__THE TASK__: When you write out the material, keep every line exactly as it is.

*** Begin section ***

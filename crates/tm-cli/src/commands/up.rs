//! Up command implementation

use anyhow::{Context, Result};

use crate::cli::GlobalArgs;
use crate::commands::common::load_project;

/// Execute the up command
pub(crate) fn execute(global: &GlobalArgs) -> Result<()> {
    let project = load_project(global)?;
    let store = project.open_store()?;
    let runner = project.runner(&store)?;

    let applied = runner.up().context("Migration up failed")?;

    if applied.is_empty() {
        println!("No new migrations to apply.");
    } else {
        for id in &applied {
            println!("Applied {id}");
        }
    }
    Ok(())
}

*** End section ***

__RESPONSE FOR THIS EXERCISE__:
filename crates/tm-cli/src/commands/up.rs
//! Up command implementation

use anyhow::{Context, Result};

use crate::cli::GlobalArgs;
use crate::commands::common::load_project;

/// Execute the up command
pub(crate) fn execute(global: &GlobalArgs) -> Result<()> {
    let project = load_project(global)?;
    let store = project.open_store()?;
    let runner = project.runner(&store)?;

    let applied = runner.up().context("Migration up failed")?;

    if applied.is_empty() {
        println!("No new migrations to apply.");
    } else {
        for id in &applied {
            println!("Applied {id}");
        }
    }
    Ok(())
}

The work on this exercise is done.